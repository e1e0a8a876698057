use chrono::{DateTime, NaiveDate, Utc};
use serde::{Deserialize, Serialize};
use sqlx::{Executor, FromRow, Sqlite, SqlitePool, Type};
use strum_macros::{Display, EnumString};
use ts_rs::TS;
use uuid::Uuid;

use super::flock::Flock;

const REMINDER_COLUMNS: &str = "id, flock_id, template_id, day_offset, title, description, due_date, status, priority, created_at, updated_at";

#[derive(
    Debug, Clone, Copy, Type, Serialize, Deserialize, PartialEq, Eq, TS, EnumString, Display, Default,
)]
#[sqlx(type_name = "reminder_status", rename_all = "lowercase")]
#[serde(rename_all = "lowercase")]
#[strum(serialize_all = "lowercase")]
pub enum ReminderStatus {
    #[default]
    Pending,
    Done,
    Dismissed,
}

impl ReminderStatus {
    pub fn is_terminal(self) -> bool {
        matches!(self, ReminderStatus::Done | ReminderStatus::Dismissed)
    }

    /// `pending -> {done, dismissed}`. Terminal states have no outgoing edges.
    pub fn can_transition_to(self, next: ReminderStatus) -> bool {
        matches!(
            (self, next),
            (ReminderStatus::Pending, ReminderStatus::Done)
                | (ReminderStatus::Pending, ReminderStatus::Dismissed)
        )
    }
}

#[derive(
    Debug,
    Clone,
    Copy,
    Type,
    Serialize,
    Deserialize,
    PartialEq,
    Eq,
    PartialOrd,
    Ord,
    TS,
    EnumString,
    Display,
    Default,
)]
#[sqlx(type_name = "reminder_priority", rename_all = "lowercase")]
#[serde(rename_all = "lowercase")]
#[strum(serialize_all = "lowercase")]
pub enum ReminderPriority {
    Low,
    #[default]
    Normal,
    High,
    Urgent,
}

/// A concrete reminder attached to (at most) one flock.
#[derive(Debug, Clone, FromRow, Serialize, Deserialize, TS)]
pub struct Reminder {
    pub id: Uuid,
    pub flock_id: Option<Uuid>, // None for standalone reminders
    pub template_id: Option<Uuid>,
    /// Offset from placement the reminder was generated for; None when added by hand.
    pub day_offset: Option<i32>,
    pub title: String,
    pub description: Option<String>,
    pub due_date: NaiveDate,
    pub status: ReminderStatus,
    pub priority: ReminderPriority,
    pub created_at: DateTime<Utc>,
    pub updated_at: DateTime<Utc>,
}

#[derive(Debug, Clone, Serialize, Deserialize, TS)]
pub struct CreateReminder {
    pub flock_id: Option<Uuid>,
    pub template_id: Option<Uuid>,
    pub day_offset: Option<i32>,
    pub title: String,
    pub description: Option<String>,
    pub due_date: NaiveDate,
    pub priority: ReminderPriority,
}

impl Reminder {
    /// Title prefixed with the day number relative to the flock's placement.
    pub fn display_title(&self, flock: &Flock) -> String {
        format!("Day {}: {}", flock.day_number(self.due_date), self.title)
    }

    pub async fn create(
        pool: &SqlitePool,
        id: Uuid,
        data: &CreateReminder,
    ) -> Result<Self, sqlx::Error> {
        sqlx::query_as::<_, Reminder>(&format!(
            r#"INSERT INTO reminders (id, flock_id, template_id, day_offset, title, description, due_date, priority)
               VALUES ($1, $2, $3, $4, $5, $6, $7, $8)
               RETURNING {REMINDER_COLUMNS}"#
        ))
        .bind(id)
        .bind(data.flock_id)
        .bind(data.template_id)
        .bind(data.day_offset)
        .bind(&data.title)
        .bind(&data.description)
        .bind(data.due_date)
        .bind(data.priority)
        .fetch_one(pool)
        .await
    }

    pub async fn find_by_id(pool: &SqlitePool, id: Uuid) -> Result<Option<Self>, sqlx::Error> {
        sqlx::query_as::<_, Reminder>(&format!(
            "SELECT {REMINDER_COLUMNS} FROM reminders WHERE id = $1"
        ))
        .bind(id)
        .fetch_optional(pool)
        .await
    }

    pub async fn find_by_flock_id(
        pool: &SqlitePool,
        flock_id: Uuid,
    ) -> Result<Vec<Self>, sqlx::Error> {
        sqlx::query_as::<_, Reminder>(&format!(
            r#"SELECT {REMINDER_COLUMNS}
               FROM reminders
               WHERE flock_id = $1
               ORDER BY due_date ASC, created_at ASC"#
        ))
        .bind(flock_id)
        .fetch_all(pool)
        .await
    }

    pub async fn find_all(pool: &SqlitePool) -> Result<Vec<Self>, sqlx::Error> {
        sqlx::query_as::<_, Reminder>(&format!(
            "SELECT {REMINDER_COLUMNS} FROM reminders ORDER BY created_at ASC"
        ))
        .fetch_all(pool)
        .await
    }

    /// Whether the flock already has this template reminder. Matched on the
    /// generating offset rather than the due date, which moves on reschedule
    /// for pending reminders only.
    pub async fn exists_for_template(
        pool: &SqlitePool,
        flock_id: Uuid,
        template_id: Uuid,
        title: &str,
        day_offset: i32,
    ) -> Result<bool, sqlx::Error> {
        let count = sqlx::query_scalar::<_, i64>(
            r#"SELECT COUNT(*)
               FROM reminders
               WHERE flock_id = $1 AND template_id = $2 AND title = $3 AND day_offset = $4"#,
        )
        .bind(flock_id)
        .bind(template_id)
        .bind(title)
        .bind(day_offset)
        .fetch_one(pool)
        .await?;
        Ok(count > 0)
    }

    pub async fn update_title(
        pool: &SqlitePool,
        id: Uuid,
        title: &str,
    ) -> Result<u64, sqlx::Error> {
        let result = sqlx::query(
            r#"UPDATE reminders
               SET title = $2,
                   updated_at = datetime('now', 'subsec')
               WHERE id = $1"#,
        )
        .bind(id)
        .bind(title)
        .execute(pool)
        .await?;
        Ok(result.rows_affected())
    }

    pub async fn update_status(
        pool: &SqlitePool,
        id: Uuid,
        status: ReminderStatus,
    ) -> Result<Option<Self>, sqlx::Error> {
        sqlx::query_as::<_, Reminder>(&format!(
            r#"UPDATE reminders
               SET status = $2,
                   updated_at = datetime('now', 'subsec')
               WHERE id = $1
               RETURNING {REMINDER_COLUMNS}"#
        ))
        .bind(id)
        .bind(status)
        .fetch_optional(pool)
        .await
    }

    /// Move every pending reminder of a flock by `days`. Done and dismissed
    /// reminders keep their historical due date.
    pub async fn shift_pending_due_dates<'e, E>(
        executor: E,
        flock_id: Uuid,
        days: i64,
    ) -> Result<u64, sqlx::Error>
    where
        E: Executor<'e, Database = Sqlite>,
    {
        let modifier = format!("{days:+} days");
        let result = sqlx::query(
            r#"UPDATE reminders
               SET due_date = date(due_date, $2),
                   updated_at = datetime('now', 'subsec')
               WHERE flock_id = $1 AND status = 'pending'"#,
        )
        .bind(flock_id)
        .bind(modifier)
        .execute(executor)
        .await?;
        Ok(result.rows_affected())
    }

    pub async fn delete_by_flock_id<'e, E>(executor: E, flock_id: Uuid) -> Result<u64, sqlx::Error>
    where
        E: Executor<'e, Database = Sqlite>,
    {
        let result = sqlx::query("DELETE FROM reminders WHERE flock_id = $1")
            .bind(flock_id)
            .execute(executor)
            .await?;
        Ok(result.rows_affected())
    }

    /// Delete reminders whose flock no longer exists. Standalone reminders
    /// (no flock) are kept.
    pub async fn delete_orphaned(pool: &SqlitePool) -> Result<u64, sqlx::Error> {
        let result = sqlx::query(
            r#"DELETE FROM reminders
               WHERE flock_id IS NOT NULL
                 AND flock_id NOT IN (SELECT id FROM flocks)"#,
        )
        .execute(pool)
        .await?;
        Ok(result.rows_affected())
    }
}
^^^^
## [ACTION ITEM]
Quote all the records exactly, please, leaving none out.

## [ANSWER]
repository e1e0a8a876698057
use chrono::{DateTime, NaiveDate, Utc};
use serde::{Deserialize, Serialize};
use sqlx::{Executor, FromRow, Sqlite, SqlitePool, Type};
use strum_macros::{Display, EnumString};
use ts_rs::TS;
use uuid::Uuid;

use super::flock::Flock;

const REMINDER_COLUMNS: &str = "id, flock_id, template_id, day_offset, title, description, due_date, status, priority, created_at, updated_at";

#[derive(
    Debug, Clone, Copy, Type, Serialize, Deserialize, PartialEq, Eq, TS, EnumString, Display, Default,
)]
#[sqlx(type_name = "reminder_status", rename_all = "lowercase")]
#[serde(rename_all = "lowercase")]
#[strum(serialize_all = "lowercase")]
pub enum ReminderStatus {
    #[default]
    Pending,
    Done,
    Dismissed,
}

impl ReminderStatus {
    pub fn is_terminal(self) -> bool {
        matches!(self, ReminderStatus::Done | ReminderStatus::Dismissed)
    }

    /// `pending -> {done, dismissed}`. Terminal states have no outgoing edges.
    pub fn can_transition_to(self, next: ReminderStatus) -> bool {
        matches!(
            (self, next),
            (ReminderStatus::Pending, ReminderStatus::Done)
                | (ReminderStatus::Pending, ReminderStatus::Dismissed)
        )
    }
}

#[derive(
    Debug,
    Clone,
    Copy,
    Type,
    Serialize,
    Deserialize,
    PartialEq,
    Eq,
    PartialOrd,
    Ord,
    TS,
    EnumString,
    Display,
    Default,
)]
#[sqlx(type_name = "reminder_priority", rename_all = "lowercase")]
#[serde(rename_all = "lowercase")]
#[strum(serialize_all = "lowercase")]
pub enum ReminderPriority {
    Low,
    #[default]
    Normal,
    High,
    Urgent,
}

/// A concrete reminder attached to (at most) one flock.
#[derive(Debug, Clone, FromRow, Serialize, Deserialize, TS)]
pub struct Reminder {
    pub id: Uuid,
    pub flock_id: Option<Uuid>, // None for standalone reminders
    pub template_id: Option<Uuid>,
    /// Offset from placement the reminder was generated for; None when added by hand.
    pub day_offset: Option<i32>,
    pub title: String,
    pub description: Option<String>,
    pub due_date: NaiveDate,
    pub status: ReminderStatus,
    pub priority: ReminderPriority,
    pub created_at: DateTime<Utc>,
    pub updated_at: DateTime<Utc>,
}

#[derive(Debug, Clone, Serialize, Deserialize, TS)]
pub struct CreateReminder {
    pub flock_id: Option<Uuid>,
    pub template_id: Option<Uuid>,
    pub day_offset: Option<i32>,
    pub title: String,
    pub description: Option<String>,
    pub due_date: NaiveDate,
    pub priority: ReminderPriority,
}

impl Reminder {
    /// Title prefixed with the day number relative to the flock's placement.
    pub fn display_title(&self, flock: &Flock) -> String {
        format!("Day {}: {}", flock.day_number(self.due_date), self.title)
    }

    pub async fn create(
        pool: &SqlitePool,
        id: Uuid,
        data: &CreateReminder,
    ) -> Result<Self, sqlx::Error> {
        sqlx::query_as::<_, Reminder>(&format!(
            r#"INSERT INTO reminders (id, flock_id, template_id, day_offset, title, description, due_date, priority)
               VALUES ($1, $2, $3, $4, $5, $6, $7, $8)
               RETURNING {REMINDER_COLUMNS}"#
        ))
        .bind(id)
        .bind(data.flock_id)
        .bind(data.template_id)
        .bind(data.day_offset)
        .bind(&data.title)
        .bind(&data.description)
        .bind(data.due_date)
        .bind(data.priority)
        .fetch_one(pool)
        .await
    }

    pub async fn find_by_id(pool: &SqlitePool, id: Uuid) -> Result<Option<Self>, sqlx::Error> {
        sqlx::query_as::<_, Reminder>(&format!(
            "SELECT {REMINDER_COLUMNS} FROM reminders WHERE id = $1"
        ))
        .bind(id)
        .fetch_optional(pool)
        .await
    }

    pub async fn find_by_flock_id(
        pool: &SqlitePool,
        flock_id: Uuid,
    ) -> Result<Vec<Self>, sqlx::Error> {
        sqlx::query_as::<_, Reminder>(&format!(
            r#"SELECT {REMINDER_COLUMNS}
               FROM reminders
               WHERE flock_id = $1
               ORDER BY due_date ASC, created_at ASC"#
        ))
        .bind(flock_id)
        .fetch_all(pool)
        .await
    }

    pub async fn find_all(pool: &SqlitePool) -> Result<Vec<Self>, sqlx::Error> {
        sqlx::query_as::<_, Reminder>(&format!(
            "SELECT {REMINDER_COLUMNS} FROM reminders ORDER BY created_at ASC"
        ))
        .fetch_all(pool)
        .await
    }

    /// Whether the flock already has this template reminder. Matched on the
    /// generating offset rather than the due date, which moves on reschedule
    /// for pending reminders only.
    pub async fn exists_for_template(
        pool: &SqlitePool,
        flock_id: Uuid,
        template_id: Uuid,
        title: &str,
        day_offset: i32,
    ) -> Result<bool, sqlx::Error> {
        let count = sqlx::query_scalar::<_, i64>(
            r#"SELECT COUNT(*)
               FROM reminders
               WHERE flock_id = $1 AND template_id = $2 AND title = $3 AND day_offset = $4"#,
        )
        .bind(flock_id)
        .bind(template_id)
        .bind(title)
        .bind(day_offset)
        .fetch_one(pool)
        .await?;
        Ok(count > 0)
    }

    pub async fn update_title(
        pool: &SqlitePool,
        id: Uuid,
        title: &str,
    ) -> Result<u64, sqlx::Error> {
        let result = sqlx::query(
            r#"UPDATE reminders
               SET title = $2,
                   updated_at = datetime('now', 'subsec')
               WHERE id = $1"#,
        )
        .bind(id)
        .bind(title)
        .execute(pool)
        .await?;
        Ok(result.rows_affected())
    }

    pub async fn update_status(
        pool: &SqlitePool,
        id: Uuid,
        status: ReminderStatus,
    ) -> Result<Option<Self>, sqlx::Error> {
        sqlx::query_as::<_, Reminder>(&format!(
            r#"UPDATE reminders
               SET status = $2,
                   updated_at = datetime('now', 'subsec')
               WHERE id = $1
               RETURNING {REMINDER_COLUMNS}"#
        ))
        .bind(id)
        .bind(status)
        .fetch_optional(pool)
        .await
    }

    /// Move every pending reminder of a flock by `days`. Done and dismissed
    /// reminders keep their historical due date.
    pub async fn shift_pending_due_dates<'e, E>(
        executor: E,
        flock_id: Uuid,
        days: i64,
    ) -> Result<u64, sqlx::Error>
    where
        E: Executor<'e, Database = Sqlite>,
    {
        let modifier = format!("{days:+} days");
        let result = sqlx::query(
            r#"UPDATE reminders
               SET due_date = date(due_date, $2),
                   updated_at = datetime('now', 'subsec')
               WHERE flock_id = $1 AND status = 'pending'"#,
        )
        .bind(flock_id)
        .bind(modifier)
        .execute(executor)
        .await?;
        Ok(result.rows_affected())
    }

    pub async fn delete_by_flock_id<'e, E>(executor: E, flock_id: Uuid) -> Result<u64, sqlx::Error>
    where
        E: Executor<'e, Database = Sqlite>,
    {
        let result = sqlx::query("DELETE FROM reminders WHERE flock_id = $1")
            .bind(flock_id)
            .execute(executor)
            .await?;
        Ok(result.rows_affected())
    }

    /// Delete reminders whose flock no longer exists. Standalone reminders
    /// (no flock) are kept.
    pub async fn delete_orphaned(pool: &SqlitePool) -> Result<u64, sqlx::Error> {
        let result = sqlx::query(
            r#"DELETE FROM reminders
               WHERE flock_id IS NOT NULL
                 AND flock_id NOT IN (SELECT id FROM flocks)"#,
        )
        .execute(pool)
        .await?;
        Ok(result.rows_affected())
    }
}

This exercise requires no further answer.